Core Long-Term Security Risks
Danny highlights three fundamental issues that mirror early cloud adoption:
Over-Permissive Access – There's little control over which agents or users can access what data, especially in systems with multiple agents and models.
Non-Determinism – Since AI outputs can differ with identical inputs, auditability and compliance become nearly impossible without new methods of tracing and testing.
Lack of Logging & Observability – Many teams still don’t track how AI is used, which creates dangerous blind spots.
Fragmentation in Tooling and Models
Most companies aren’t standardizing on one AI tool. Even within Snyk, teams use different coding assistants (OpenAI, Claude, etc.) for different tasks. This heterogeneity creates governance challenges that require security platforms outside the model ecosystem—no single model can fully secure itself.
The Role of Agentic Systems
Enterprises are curious but cautious with autonomous agents. Danny classifies usage into three tiers:
Assistants (Copilot, Cursor) – Most popular today.

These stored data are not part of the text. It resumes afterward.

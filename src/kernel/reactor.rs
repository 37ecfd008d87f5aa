use std::sync::Arc;

use tracing::{debug, info, warn};

use super::event::{Event, TurnId};
use super::gate::ConfidenceGate;
use super::machine::{DialogueState, MachineEvent, Phase, SlotMachine};
use super::scheduler::{EntryAction, Scheduler, SideEffect};
use super::state::{SessionContext, SessionDelta};
use super::telemetry::event::{SessionOutcome, TelemetryEvent};
use super::telemetry::recorder::TelemetryRecorder;
use crate::config::DialogueConfig;
use crate::grammar::GrammarResolver;

#[derive(Debug, Clone, Copy, PartialEq, Eq)]
enum TurnKind {
    Speak,
    Listen,
}

#[derive(Debug, Clone, Copy, PartialEq, Eq)]
struct PendingTurn {
    turn: TurnId,
    kind: TurnKind,
}

/// Owns the single live dialogue: state, session context, and the one
/// outstanding speak/listen turn.
pub struct Reactor {
    pub state: DialogueState,
    pub context: SessionContext,
    pub telemetry: TelemetryRecorder,
    machine: SlotMachine,
    grammar: Arc<dyn GrammarResolver>,
    config: DialogueConfig,
    pending: Option<PendingTurn>,
    next_turn: TurnId,
}

impl Reactor {
    pub fn new(config: DialogueConfig, grammar: Arc<dyn GrammarResolver>) -> Self {
        Self {
            state: DialogueState::Prepare,
            context: SessionContext::from_config(&config),
            telemetry: TelemetryRecorder::new(),
            machine: SlotMachine::new(config.max_retries),
            grammar,
            config,
            pending: None,
            next_turn: TurnId(1),
        }
    }

    /// Kick off the engine handshake. Only meaningful before `ready`.
    pub fn boot(&self) -> Vec<SideEffect> {
        if self.state == DialogueState::Prepare {
            vec![SideEffect::Prepare]
        } else {
            Vec::new()
        }
    }

    /// The turn the reactor is currently waiting on, if any.
    pub fn pending_turn(&self) -> Option<TurnId> {
        self.pending.map(|p| p.turn)
    }

    /// Pure Step: processes exactly one notification to completion and
    /// returns the directives for the orchestrator.
    /// MUST NOT await I/O or timers.
    pub fn step(&mut self, event: Event) -> Vec<SideEffect> {
        match event {
            Event::Ready => self.drive(MachineEvent::Ready),
            Event::UserTrigger => self.on_trigger(),
            Event::SpeechCompleted { turn } => {
                if !self.claim(turn, TurnKind::Speak) {
                    return Vec::new();
                }
                self.drive(MachineEvent::SpeechCompleted)
            }
            Event::Recognized { turn, recognition } => {
                if !self.claim(turn, TurnKind::Listen) {
                    return Vec::new();
                }
                debug!(
                    session = %self.context.session_id,
                    confidence = ?recognition.confidence,
                    nlu_intent = ?recognition.nlu.as_ref().map(|n| n.top_intent.as_str()),
                    "Recognition received"
                );
                let gate = ConfidenceGate::new(self.context.confidence_threshold);
                let (accepted, deltas) = gate.process(recognition, self.state.stage());
                if !accepted {
                    debug!(session = %self.context.session_id, "Recognition below confidence threshold");
                    self.telemetry.record(TelemetryEvent::RecognitionRejected {
                        stage: self.state.stage(),
                    });
                }
                for delta in deltas {
                    self.context.reduce(delta);
                }
                self.drive(MachineEvent::ListenCompleted)
            }
            Event::NoInput { turn } => {
                if !self.claim(turn, TurnKind::Listen) {
                    return Vec::new();
                }
                self.context.reduce(SessionDelta::ClearRecognition);
                self.drive(MachineEvent::ListenCompleted)
            }
        }
    }

    fn on_trigger(&mut self) -> Vec<SideEffect> {
        let mut effects = Vec::new();

        match self.state {
            DialogueState::Prepare => {
                // Not buffered: the user has to press again once ready
                warn!("Start requested before the speech engine is ready; ignoring");
                self.telemetry.record(TelemetryEvent::TriggerIgnored);
                return effects;
            }
            s if s.in_conversation() => {
                info!(session = %self.context.session_id, state = ?s, "Conversation interrupted; restarting");
                self.telemetry.record(TelemetryEvent::Interrupted);
                self.pending = None;
                effects.push(SideEffect::Cancel);
            }
            _ => {}
        }

        // Fresh context per conversation; the old one is simply dropped
        self.context = SessionContext::from_config(&self.config);
        info!(session = %self.context.session_id, "Conversation started");
        self.telemetry.record(TelemetryEvent::SessionStarted);
        effects.extend(self.drive(MachineEvent::Start));
        effects
    }

    // Epoch check: only the outstanding turn may advance the machine.
    fn claim(&mut self, turn: TurnId, kind: TurnKind) -> bool {
        match self.pending {
            Some(p) if p.turn == turn && p.kind == kind => {
                self.pending = None;
                true
            }
            _ => {
                debug!(?turn, pending = ?self.pending, "Discarded stale speech event");
                self.telemetry.record(TelemetryEvent::StaleEventDropped { turn });
                false
            }
        }
    }

    fn drive(&mut self, event: MachineEvent) -> Vec<SideEffect> {
        let Some(step) = self.machine.advance(self.state, event, &self.context, self.grammar.as_ref()) else {
            debug!(state = ?self.state, ?event, "Event not valid in current state; ignored");
            return Vec::new();
        };

        let from = self.state;
        self.state = step.state;
        self.context = step.context;
        self.observe(from, self.state);

        match step.entry {
            Some(action) => vec![self.dispatch(action)],
            None => Vec::new(),
        }
    }

    fn dispatch(&mut self, action: EntryAction) -> SideEffect {
        let turn = self.next_turn;
        self.next_turn = turn.next();
        let kind = match action {
            EntryAction::Speak(_) => TurnKind::Speak,
            EntryAction::Listen => TurnKind::Listen,
        };
        self.pending = Some(PendingTurn { turn, kind });
        Scheduler::schedule(action, turn, self.config.use_nlu)
    }

    fn observe(&mut self, from: DialogueState, to: DialogueState) {
        debug!(session = %self.context.session_id, ?from, ?to, "Transition");
        self.telemetry.record(TelemetryEvent::StateTransition { from, to });

        match to {
            DialogueState::Collecting { stage, phase: Phase::Retry(cause) } => {
                let attempt = self.context.retries(stage);
                info!(session = %self.context.session_id, ?stage, ?cause, attempt, "Re-prompting");
                self.telemetry.record(TelemetryEvent::Retry { stage, cause, attempt });
            }
            DialogueState::Help { stage } => {
                self.telemetry.record(TelemetryEvent::HelpRequested { stage });
            }
            DialogueState::Success => {
                info!(session = %self.context.session_id, appointment = ?self.context.appointment(), "Appointment confirmed");
                self.telemetry.record(TelemetryEvent::Outcome(SessionOutcome::Completed));
            }
            DialogueState::Back => {
                info!(session = %self.context.session_id, "Appointment declined; collecting again");
                self.telemetry.record(TelemetryEvent::Outcome(SessionOutcome::Declined));
            }
            DialogueState::Abandoned => {
                warn!(session = %self.context.session_id, "Retry budget exhausted; abandoning");
                self.telemetry.record(TelemetryEvent::Outcome(SessionOutcome::Abandoned));
            }
            DialogueState::WaitToStart if from == DialogueState::Prepare => {
                info!("Speech engine ready");
            }
            _ => {}
        }
    }
}
use serde::{Deserialize, Serialize};

/// Identifies one outstanding speak or listen directive. The speech
/// collaborator echoes it back so late notifications can be told apart from
/// current ones.
#[derive(Debug, Clone, Copy, PartialEq, Eq, PartialOrd, Ord, Hash, Serialize, Deserialize)]
pub struct TurnId(pub u64);

impl TurnId {
    pub fn next(self) -> Self {
        TurnId(self.0 + 1)
    }
}

#[derive(Debug, Clone, PartialEq, Serialize, Deserialize)]
pub struct Entity {
    pub category: String,
    pub text: String,
}

/// Structured output of the NLU collaborator.
#[derive(Debug, Clone, PartialEq, Serialize, Deserialize)]
pub struct NluResult {
    pub top_intent: String,
    pub confidence: f32,
    #[serde(default)]
    pub entities: Vec<Entity>,
}

impl NluResult {
    pub fn entities_for<'a>(&'a self, category: &'a str) -> impl Iterator<Item = &'a str> + 'a {
        self.entities
            .iter()
            .filter(move |e| e.category.eq_ignore_ascii_case(category))
            .map(|e| e.text.as_str())
    }
}

/// One recognition pass as reported by the speech collaborator.
#[derive(Debug, Clone, PartialEq, Serialize, Deserialize)]
pub struct Recognition {
    pub utterance: String,
    /// Absent when the engine does not score its hypotheses.
    #[serde(default)]
    pub confidence: Option<f32>,
    #[serde(default)]
    pub nlu: Option<NluResult>,
}

impl Recognition {
    pub fn new(utterance: &str) -> Self {
        Self {
            utterance: utterance.to_string(),
            confidence: None,
            nlu: None,
        }
    }

    pub fn with_confidence(mut self, confidence: f32) -> Self {
        self.confidence = Some(confidence);
        self
    }

    pub fn with_nlu(mut self, nlu: NluResult) -> Self {
        self.nlu = Some(nlu);
        self
    }
}

/// Everything that can reach the dialogue from the outside.
#[derive(Debug, Clone, PartialEq)]
pub enum Event {
    /// Speech engine finished its PREPARE handshake.
    Ready,
    SpeechCompleted { turn: TurnId },
    Recognized { turn: TurnId, recognition: Recognition },
    NoInput { turn: TurnId },
    /// The start button.
    UserTrigger,
}

impl Event {
    pub fn turn(&self) -> Option<TurnId> {
        match self {
            Event::SpeechCompleted { turn } | Event::Recognized { turn, .. } | Event::NoInput { turn } => Some(*turn),
            Event::Ready | Event::UserTrigger => None,
        }
    }

    pub fn recognized(turn: TurnId, utterance: &str) -> Self {
        Event::Recognized {
            turn,
            recognition: Recognition::new(utterance),
        }
    }
}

Augmented tools (e.g., Augment) – Gaining traction.
Fully autonomous agents (e.g., Devin) – Still mostly experimental.
Due to immaturity in authorization and logging, agent-to-agent systems are risky today and not ready for wide enterprise use.
What Developers Can Do Now
Danny offers two pieces of practical advice:
Validate open source packages being pulled into projects.
Audit AI-generated code for insecure data flows—AI can assist in writing tests and spotting violations.
These controls help developers move fast safely, reducing the risk of untracked vulnerabilities in generated code.
Debunking Overhyped Risks
Hallucinations: Becoming less severe as models pre-test outputs.
Data Theft: Real but low-risk in most organizational contexts. Danny argues these are less concerning than core access and misconfiguration issues.
Compliance, Attestation, and Regulation
The industry is beginning to move toward attestation and traceability, especially under pressure from financial services and government compliance mandates. Danny hopes for convergence on standards—rather than fragmented, jurisdiction-specific rules.
The “Age of Risky Software”
We're in the riskiest period of the AI lifecycle—early adoption, minimal understanding, maximum pressure to ship fast. The explosion of code generation expands the developer base and increases the attack surface. But Danny remains optimistic: history shows we eventually build guardrails.
The fundamentals haven’t changed—validate inputs, apply access control, and monitor behavior. The challenge is scaling those principles to a faster, more democratized development paradigm. Without guardrails, AI will repeat the cloud’s early mistakes—just at a larger scale.